* The problem
Go through the records below line by line. Count the lines with "once" and give the count alone.
** Opening Data under study block **
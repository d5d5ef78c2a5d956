// App state for Axum server
use std::sync::Arc;

use directory_indexer::{Dependencies, IndexMirrorBuilder, IngestService};
use directory_shared::VerticalConfig;
use search_index_repository::SearchIndexService;

#[derive(Clone)]
pub struct AppState {
    pub ingest: Arc<IngestService>,
    pub search: Arc<SearchIndexService>,
    pub mirror: Arc<IndexMirrorBuilder>,
    pub vertical: Arc<VerticalConfig>,
}

impl AppState {
    pub fn from_dependencies(deps: &Dependencies) -> Self {
        Self {
            ingest: deps.ingest.clone(),
            search: deps.search.clone(),
            mirror: deps.mirror.clone(),
            vertical: deps.vertical.clone(),
        }
    }
}
//! Dependency initialization and wiring for the directory indexer.

use std::env;
use std::sync::Arc;
use std::time::Duration;

use directory_repository::{
    run_migrations, LeadRepository, ListingRepository, PostgresLeadRepository,
    PostgresListingRepository,
};
use directory_shared::VerticalConfig;
use search_index_repository::{
    SearchIndexService, SearchIndexServiceConfig, TypesenseConfig, TypesenseProvider,
};
use sqlx::postgres::PgPoolOptions;
use tokio::task::JoinHandle;
use tokio::time::sleep;
use tracing::{info, warn};

use crate::geocoder::{Geocoder, MapboxGeocoder};
use crate::loader::{IndexMirrorBuilder, DEFAULT_REINDEX_PAGE_SIZE};
use crate::orchestrator::IngestService;
use crate::processor::ListingNormalizer;
use crate::reindex::{ReindexConfig, ReindexWorker};
use crate::IndexingError;

/// Default number of pooled database connections.
const DEFAULT_DATABASE_MAX_CONNECTIONS: u32 = 10;

/// Default connection retry interval in seconds.
const DEFAULT_RETRY_INTERVAL_SECS: u64 = 15;

/// Vertical used when `VERTICAL` is not set.
const DEFAULT_VERTICAL: &str = "medspa";

/// Connection mode for the search engine.
#[derive(Debug, Clone, Copy, PartialEq, Eq)]
pub enum ConnectionMode {
    /// Fail immediately if connection fails.
    FailFast,
    /// Retry connection on an interval until successful.
    Retry,
}

impl ConnectionMode {
    /// Parse connection mode from `SEARCH_CONNECTION_MODE`.
    ///
    /// Valid values: "fail-fast" or "retry" (case-insensitive).
    /// Defaults to "retry" if not set or invalid.
    fn from_env() -> Self {
        Self::parse(&env::var("SEARCH_CONNECTION_MODE").unwrap_or_else(|_| "retry".to_string()))
    }

    fn parse(value: &str) -> Self {
        match value.to_lowercase().as_str() {
            "fail-fast" | "failfast" | "fail_fast" => Self::FailFast,
            "retry" => Self::Retry,
            _ => {
                warn!(value = %value, "Invalid SEARCH_CONNECTION_MODE, defaulting to 'retry'");
                Self::Retry
            }
        }
    }
}

fn env_or<T: std::str::FromStr>(key: &str, default: T) -> T {
    env::var(key)
        .ok()
        .and_then(|s| s.parse::<T>().ok())
        .unwrap_or(default)
}

/// Container for all initialized dependencies.
pub struct Dependencies {
    /// Listing ingestion and lead capture.
    pub ingest: Arc<IngestService>,
    /// Queries against the search mirror.
    pub search: Arc<SearchIndexService>,
    /// Synchronous mirror rebuilds.
    pub mirror: Arc<IndexMirrorBuilder>,
    /// The active vertical.
    pub vertical: Arc<VerticalConfig>,
    /// The background reindex worker task.
    pub reindex_task: JoinHandle<()>,
}

impl Dependencies {
    /// Initialize all dependencies from environment variables.
    ///
    /// # Environment Variables
    ///
    /// - `DATABASE_URL`: Postgres connection string (required)
    /// - `DATABASE_MAX_CONNECTIONS`: pool size (default: 10)
    /// - `TYPESENSE_HOST`, `TYPESENSE_API_KEY`, `TYPESENSE_PROTOCOL`, `TYPESENSE_PORT`:
    ///   search engine location and credentials
    /// - `SEARCH_CONNECTION_MODE`: "fail-fast" or "retry" (default: retry)
    /// - `SEARCH_RETRY_INTERVAL_SECS`: retry interval in seconds (default: 15)
    /// - `MAPBOX_TOKEN`: geocoder token (optional)
    /// - `VERTICAL`: vertical id (default: medspa)
    /// - `REINDEX_CHUNK_SIZE`: documents per import request (default: 250)
    /// - `REINDEX_PAGE_SIZE`: listings read per page (default: 500)
    /// - `REINDEX_MAX_RETRIES`: retries per failed sweep (default: 3)
    /// - `REINDEX_INTERVAL_SECS`: periodic sweep interval, 0 disables (default: 0)
    ///
    /// Must be called from within a Tokio runtime; the reindex worker is
    /// spawned here.
    pub async fn new() -> Result<Self, IndexingError> {
        let database_url = env::var("DATABASE_URL")
            .map_err(|_| IndexingError::config("DATABASE_URL must be set"))?;
        let max_connections = env_or("DATABASE_MAX_CONNECTIONS", DEFAULT_DATABASE_MAX_CONNECTIONS);
        let connection_mode = ConnectionMode::from_env();
        let retry_interval = env_or("SEARCH_RETRY_INTERVAL_SECS", DEFAULT_RETRY_INTERVAL_SECS);

        let vertical_id = env::var("VERTICAL").unwrap_or_else(|_| DEFAULT_VERTICAL.to_string());
        if VerticalConfig::by_id(&vertical_id).is_none() {
            warn!(vertical = %vertical_id, "Unknown VERTICAL, falling back to default");
        }
        let vertical = Arc::new(VerticalConfig::resolve(&vertical_id));

        info!(
            vertical = %vertical.id,
            directory = %vertical.name,
            connection_mode = ?connection_mode,
            retry_interval_secs = retry_interval,
            max_connections,
            "Initializing dependencies"
        );

        let pool = PgPoolOptions::new()
            .max_connections(max_connections)
            .connect(&database_url)
            .await
            .map_err(|e| IndexingError::config(format!("Failed to connect to database: {}", e)))?;
        run_migrations(&pool)
            .await
            .map_err(|e| IndexingError::config(format!("Failed to run migrations: {}", e)))?;

        info!("Database connection established");

        let listings: Arc<dyn ListingRepository> =
            Arc::new(PostgresListingRepository::new(pool.clone()));
        let leads: Arc<dyn LeadRepository> = Arc::new(PostgresLeadRepository::new(pool));

        let typesense = TypesenseConfig::from_env()
            .map_err(|e| IndexingError::config(format!("Invalid search configuration: {}", e)))?;
        let search_config = SearchIndexServiceConfig::with_import_chunk_size(env_or(
            "REINDEX_CHUNK_SIZE",
            SearchIndexServiceConfig::default().import_chunk_size,
        ));
        let search = Arc::new(
            Self::connect_to_search(
                typesense,
                search_config,
                connection_mode,
                Duration::from_secs(retry_interval),
            )
            .await?,
        );

        info!("Search engine connection established");

        let geocoder = MapboxGeocoder::from_env()
            .map_err(|e| IndexingError::config(format!("Failed to create geocoder: {}", e)))?;
        if !geocoder.is_enabled() {
            warn!("MAPBOX_TOKEN not set, listings without coordinates will not be geocoded");
        }
        let geocoder: Arc<dyn Geocoder> = Arc::new(geocoder);

        let mirror = Arc::new(IndexMirrorBuilder::with_page_size(
            listings.clone(),
            search.clone(),
            env_or("REINDEX_PAGE_SIZE", DEFAULT_REINDEX_PAGE_SIZE),
        ));

        let interval_secs: u64 = env_or("REINDEX_INTERVAL_SECS", 0);
        let reindex_config = ReindexConfig {
            max_retries: env_or("REINDEX_MAX_RETRIES", ReindexConfig::default().max_retries),
            interval: (interval_secs > 0).then(|| Duration::from_secs(interval_secs)),
            ..ReindexConfig::default()
        };
        let (reindex, reindex_task) = ReindexWorker::spawn(mirror.clone(), reindex_config);

        let ingest = Arc::new(IngestService::new(
            listings,
            leads,
            ListingNormalizer::new(geocoder, vertical.clone()),
            Some(reindex),
            vertical.clone(),
        ));

        Ok(Self {
            ingest,
            search,
            mirror,
            vertical,
            reindex_task,
        })
    }

    /// Connect to the search engine with retry logic based on connection mode.
    ///
    /// A connection counts as established once the listings collection exists.
    async fn connect_to_search(
        config: TypesenseConfig,
        service_config: SearchIndexServiceConfig,
        mode: ConnectionMode,
        retry_interval: Duration,
    ) -> Result<SearchIndexService, IndexingError> {
        let base_url = config.base_url();
        loop {
            match Self::try_connect_search(config.clone(), service_config.clone()).await {
                Ok(service) => return Ok(service),
                Err(e) => match mode {
                    ConnectionMode::FailFast => {
                        return Err(IndexingError::config(format!(
                            "Failed to connect to search engine: {}",
                            e
                        )));
                    }
                    ConnectionMode::Retry => {
                        warn!(
                            search_url = %base_url,
                            error = %e,
                            retry_interval_secs = retry_interval.as_secs(),
                            "Failed to connect to search engine, retrying..."
                        );
                        sleep(retry_interval).await;
                    }
                },
            }
        }
    }

    async fn try_connect_search(
        config: TypesenseConfig,
        service_config: SearchIndexServiceConfig,
    ) -> Result<SearchIndexService, IndexingError> {
        let provider = TypesenseProvider::new(config)
            .map_err(|e| IndexingError::config(format!("Failed to create search provider: {}", e)))?;
        let service = SearchIndexService::with_config(Box::new(provider), service_config);
        service
            .ensure_collection()
            .await
            .map_err(|e| IndexingError::config(format!("Failed to ensure collection: {}", e)))?;
        Ok(service)
    }
}
//! Background reindex worker.
//!
//! Ingestion never rebuilds the mirror inline. It asks the worker for a sweep
//! through a [`ReindexHandle`]; requests made while a sweep is already queued
//! collapse into that one. Each sweep is retried with exponential backoff.

use std::sync::Arc;
use std::time::Duration;

use tokio::sync::{mpsc, watch};
use tokio::task::JoinHandle;
use tokio::time::{interval_at, Instant, MissedTickBehavior};
use tokio_retry::strategy::{jitter, ExponentialBackoff};
use tokio_retry::Retry;
use tracing::{debug, error, info, warn};

use crate::loader::{IndexMirrorBuilder, ReindexReport};

/// Default number of retries after a failed sweep.
pub const DEFAULT_REINDEX_MAX_RETRIES: usize = 3;

/// Configuration for the reindex worker.
#[derive(Debug, Clone)]
pub struct ReindexConfig {
    /// Retries after the first failed attempt of a sweep.
    pub max_retries: usize,
    /// Backoff unit; the n-th retry waits about `2^n` units.
    pub retry_base: Duration,
    /// Upper bound for a single backoff delay.
    pub retry_max_delay: Duration,
    /// Run a sweep on this period in addition to explicit requests.
    pub interval: Option<Duration>,
}

impl Default for ReindexConfig {
    fn default() -> Self {
        Self {
            max_retries: DEFAULT_REINDEX_MAX_RETRIES,
            retry_base: Duration::from_millis(500),
            retry_max_delay: Duration::from_secs(30),
            interval: None,
        }
    }
}

/// Running totals published by the worker after every sweep.
#[derive(Debug, Clone, Default, PartialEq, Eq)]
pub struct ReindexStats {
    pub completed: u64,
    pub failed: u64,
    pub last_report: Option<ReindexReport>,
}

/// Outcome of a reindex request.
#[derive(Debug, Clone, Copy, PartialEq, Eq)]
pub enum ReindexRequest {
    /// A new sweep was queued.
    Queued,
    /// A sweep was already queued and will cover this request.
    Coalesced,
    /// The worker has stopped.
    Closed,
}

/// Cheap, cloneable handle used to ask the worker for a sweep.
#[derive(Clone)]
pub struct ReindexHandle {
    requests: mpsc::Sender<()>,
    stats: watch::Receiver<ReindexStats>,
}

impl ReindexHandle {
    /// Ask for a sweep. Never blocks.
    pub fn request(&self) -> ReindexRequest {
        match self.requests.try_send(()) {
            Ok(()) => {
                debug!("Reindex queued");
                ReindexRequest::Queued
            }
            Err(mpsc::error::TrySendError::Full(())) => {
                debug!("Reindex already pending");
                ReindexRequest::Coalesced
            }
            Err(mpsc::error::TrySendError::Closed(())) => {
                warn!("Reindex worker is not running");
                ReindexRequest::Closed
            }
        }
    }

    pub fn stats(&self) -> ReindexStats {
        self.stats.borrow().clone()
    }

    /// Wait until at least `sweeps` sweeps have finished, successfully or not.
    pub async fn wait_for_sweeps(&self, sweeps: u64) -> ReindexStats {
        let mut stats = self.stats.clone();
        let result = match stats
            .wait_for(|s| s.completed + s.failed >= sweeps)
            .await
        {
            Ok(current) => current.clone(),
            Err(_) => self.stats(),
        };
        result
    }
}

/// Background task that runs reindex sweeps.
pub struct ReindexWorker {
    builder: Arc<IndexMirrorBuilder>,
    config: ReindexConfig,
    requests: mpsc::Receiver<()>,
    stats: watch::Sender<ReindexStats>,
}

impl ReindexWorker {
    /// Spawn the worker on the current runtime.
    ///
    /// The worker stops once every handle has been dropped.
    pub fn spawn(
        builder: Arc<IndexMirrorBuilder>,
        config: ReindexConfig,
    ) -> (ReindexHandle, JoinHandle<()>) {
        // One slot: a queued request already covers any that arrive before it runs.
        let (tx, rx) = mpsc::channel(1);
        let (stats_tx, stats_rx) = watch::channel(ReindexStats::default());

        let worker = Self {
            builder,
            config,
            requests: rx,
            stats: stats_tx,
        };
        let task = tokio::spawn(worker.run());

        (
            ReindexHandle {
                requests: tx,
                stats: stats_rx,
            },
            task,
        )
    }

    async fn run(mut self) {
        info!(
            interval_secs = self.config.interval.map(|d| d.as_secs()),
            max_retries = self.config.max_retries,
            "Reindex worker started"
        );

        let mut ticker = self.config.interval.map(|period| {
            let mut ticker = interval_at(Instant::now() + period, period);
            ticker.set_missed_tick_behavior(MissedTickBehavior::Skip);
            ticker
        });

        loop {
            let triggered = match ticker.as_mut() {
                Some(ticker) => tokio::select! {
                    request = self.requests.recv() => request.is_some(),
                    _ = ticker.tick() => true,
                },
                None => self.requests.recv().await.is_some(),
            };
            if !triggered {
                break;
            }
            self.sweep().await;
        }

        info!("Reindex worker stopped");
    }

    async fn sweep(&self) {
        // Delays of 2, 4, 8, ... times the base.
        let strategy = ExponentialBackoff::from_millis(2)
            .factor(self.config.retry_base.as_millis().max(1) as u64)
            .max_delay(self.config.retry_max_delay)
            .map(jitter)
            .take(self.config.max_retries);

        let builder = &self.builder;
        let result = Retry::spawn(strategy, move || async move {
            builder.rebuild().await.inspect_err(|e| {
                warn!(error = %e, "Reindex attempt failed");
            })
        })
        .await;

        self.stats.send_modify(|stats| match result {
            Ok(report) => {
                stats.completed += 1;
                stats.last_report = Some(report);
            }
            Err(e) => {
                error!(error = %e, "Reindex failed after retries");
                stats.failed += 1;
            }
        });
    }
}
** Closing Data under study block **
* Answer section
2